• _TASK STATEMENT_:
For each line of the data below, copy it if it holds the word "crates".

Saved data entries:

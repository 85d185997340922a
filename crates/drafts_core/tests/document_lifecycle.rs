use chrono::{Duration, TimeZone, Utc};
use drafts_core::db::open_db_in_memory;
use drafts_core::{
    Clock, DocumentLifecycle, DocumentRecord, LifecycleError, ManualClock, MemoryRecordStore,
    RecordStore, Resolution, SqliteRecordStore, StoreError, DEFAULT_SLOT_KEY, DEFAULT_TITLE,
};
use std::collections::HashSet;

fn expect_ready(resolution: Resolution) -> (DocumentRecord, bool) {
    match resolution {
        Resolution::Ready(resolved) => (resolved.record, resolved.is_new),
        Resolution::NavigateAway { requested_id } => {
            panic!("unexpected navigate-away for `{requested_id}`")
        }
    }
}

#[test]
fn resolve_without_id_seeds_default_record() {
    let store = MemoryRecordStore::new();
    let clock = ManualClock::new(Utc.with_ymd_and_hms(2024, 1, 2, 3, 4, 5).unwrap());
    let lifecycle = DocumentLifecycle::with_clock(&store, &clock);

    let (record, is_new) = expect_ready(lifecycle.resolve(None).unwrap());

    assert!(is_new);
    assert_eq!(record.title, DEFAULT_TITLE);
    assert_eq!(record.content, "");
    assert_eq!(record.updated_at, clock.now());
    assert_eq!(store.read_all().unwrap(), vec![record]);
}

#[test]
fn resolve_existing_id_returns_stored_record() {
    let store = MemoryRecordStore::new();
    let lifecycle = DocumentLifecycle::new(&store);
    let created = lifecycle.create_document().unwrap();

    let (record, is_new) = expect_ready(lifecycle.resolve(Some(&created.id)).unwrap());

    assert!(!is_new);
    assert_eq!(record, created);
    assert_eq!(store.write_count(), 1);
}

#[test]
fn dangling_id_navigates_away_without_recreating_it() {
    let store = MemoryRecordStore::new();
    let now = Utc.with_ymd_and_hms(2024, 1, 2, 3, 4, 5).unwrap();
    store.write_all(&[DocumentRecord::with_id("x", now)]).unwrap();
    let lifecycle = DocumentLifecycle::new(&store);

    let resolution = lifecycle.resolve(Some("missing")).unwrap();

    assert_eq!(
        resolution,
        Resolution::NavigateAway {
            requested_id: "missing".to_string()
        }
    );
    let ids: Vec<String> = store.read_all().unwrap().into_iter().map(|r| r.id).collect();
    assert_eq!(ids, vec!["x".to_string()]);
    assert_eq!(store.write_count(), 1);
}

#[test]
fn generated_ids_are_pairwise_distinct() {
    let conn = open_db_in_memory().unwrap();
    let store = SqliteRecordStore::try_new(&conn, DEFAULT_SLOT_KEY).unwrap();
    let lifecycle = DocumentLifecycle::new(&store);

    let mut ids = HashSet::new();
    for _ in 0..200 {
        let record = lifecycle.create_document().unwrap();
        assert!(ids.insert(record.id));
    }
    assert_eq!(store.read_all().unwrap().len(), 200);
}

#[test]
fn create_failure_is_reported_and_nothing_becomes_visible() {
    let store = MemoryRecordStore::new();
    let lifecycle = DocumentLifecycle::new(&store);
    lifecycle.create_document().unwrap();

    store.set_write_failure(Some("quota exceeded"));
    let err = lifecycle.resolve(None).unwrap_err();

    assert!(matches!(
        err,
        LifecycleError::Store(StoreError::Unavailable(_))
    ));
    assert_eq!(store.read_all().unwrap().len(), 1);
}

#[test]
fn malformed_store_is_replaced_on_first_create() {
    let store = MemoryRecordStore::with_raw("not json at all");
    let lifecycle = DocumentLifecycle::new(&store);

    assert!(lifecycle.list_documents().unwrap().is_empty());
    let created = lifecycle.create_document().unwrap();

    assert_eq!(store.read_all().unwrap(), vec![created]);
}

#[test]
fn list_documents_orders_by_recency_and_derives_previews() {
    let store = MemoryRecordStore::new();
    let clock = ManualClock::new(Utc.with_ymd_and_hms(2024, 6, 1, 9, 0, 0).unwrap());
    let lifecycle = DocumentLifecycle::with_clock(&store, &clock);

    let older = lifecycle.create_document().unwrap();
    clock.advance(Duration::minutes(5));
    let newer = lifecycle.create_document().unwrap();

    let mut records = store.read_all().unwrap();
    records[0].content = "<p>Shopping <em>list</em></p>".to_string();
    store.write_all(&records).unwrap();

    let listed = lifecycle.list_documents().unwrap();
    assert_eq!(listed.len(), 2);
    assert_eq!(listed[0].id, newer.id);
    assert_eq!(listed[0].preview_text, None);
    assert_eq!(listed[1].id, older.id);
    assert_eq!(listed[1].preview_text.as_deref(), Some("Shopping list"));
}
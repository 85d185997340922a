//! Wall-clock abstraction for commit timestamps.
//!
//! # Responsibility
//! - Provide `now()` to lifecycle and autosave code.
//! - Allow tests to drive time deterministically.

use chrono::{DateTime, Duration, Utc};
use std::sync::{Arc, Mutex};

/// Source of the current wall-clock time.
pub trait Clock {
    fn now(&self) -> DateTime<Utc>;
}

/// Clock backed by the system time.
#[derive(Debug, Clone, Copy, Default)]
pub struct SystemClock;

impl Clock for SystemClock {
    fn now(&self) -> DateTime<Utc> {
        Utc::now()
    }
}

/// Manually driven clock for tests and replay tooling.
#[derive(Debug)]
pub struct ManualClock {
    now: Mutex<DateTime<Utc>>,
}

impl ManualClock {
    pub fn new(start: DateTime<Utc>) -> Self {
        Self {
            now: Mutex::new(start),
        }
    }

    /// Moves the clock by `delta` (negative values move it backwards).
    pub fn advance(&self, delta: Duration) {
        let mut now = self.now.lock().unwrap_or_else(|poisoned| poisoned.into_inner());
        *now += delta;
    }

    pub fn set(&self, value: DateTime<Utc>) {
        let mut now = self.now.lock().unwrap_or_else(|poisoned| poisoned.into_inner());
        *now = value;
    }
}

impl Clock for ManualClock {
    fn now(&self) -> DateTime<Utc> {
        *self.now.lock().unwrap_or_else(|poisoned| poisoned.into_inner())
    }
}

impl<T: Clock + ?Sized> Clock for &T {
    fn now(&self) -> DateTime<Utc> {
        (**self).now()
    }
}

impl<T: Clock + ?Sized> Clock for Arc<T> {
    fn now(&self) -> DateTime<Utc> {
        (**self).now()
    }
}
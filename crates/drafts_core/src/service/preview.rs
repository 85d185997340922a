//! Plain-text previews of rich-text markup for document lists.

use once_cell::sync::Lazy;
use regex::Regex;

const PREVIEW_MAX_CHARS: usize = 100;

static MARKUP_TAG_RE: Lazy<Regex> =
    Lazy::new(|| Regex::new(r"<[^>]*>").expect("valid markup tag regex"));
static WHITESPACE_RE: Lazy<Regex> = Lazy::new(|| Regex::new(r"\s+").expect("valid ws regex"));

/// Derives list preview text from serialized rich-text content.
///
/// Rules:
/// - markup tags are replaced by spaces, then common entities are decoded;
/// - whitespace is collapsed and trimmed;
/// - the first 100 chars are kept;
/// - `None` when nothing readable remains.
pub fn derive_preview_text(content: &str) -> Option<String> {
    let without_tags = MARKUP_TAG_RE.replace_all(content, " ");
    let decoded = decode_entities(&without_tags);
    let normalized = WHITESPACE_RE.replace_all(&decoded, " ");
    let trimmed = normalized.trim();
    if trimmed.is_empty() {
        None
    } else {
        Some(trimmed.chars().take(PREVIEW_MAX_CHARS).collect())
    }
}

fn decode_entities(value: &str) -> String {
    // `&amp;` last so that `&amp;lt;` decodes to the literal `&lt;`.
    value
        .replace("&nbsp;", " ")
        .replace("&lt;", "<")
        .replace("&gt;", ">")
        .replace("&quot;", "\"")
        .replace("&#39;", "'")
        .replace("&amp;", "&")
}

• _RESPONSE AREA_:
filename crates/drafts_core/tests/document_lifecycle.rs
filename crates/drafts_core/src/service/preview.rs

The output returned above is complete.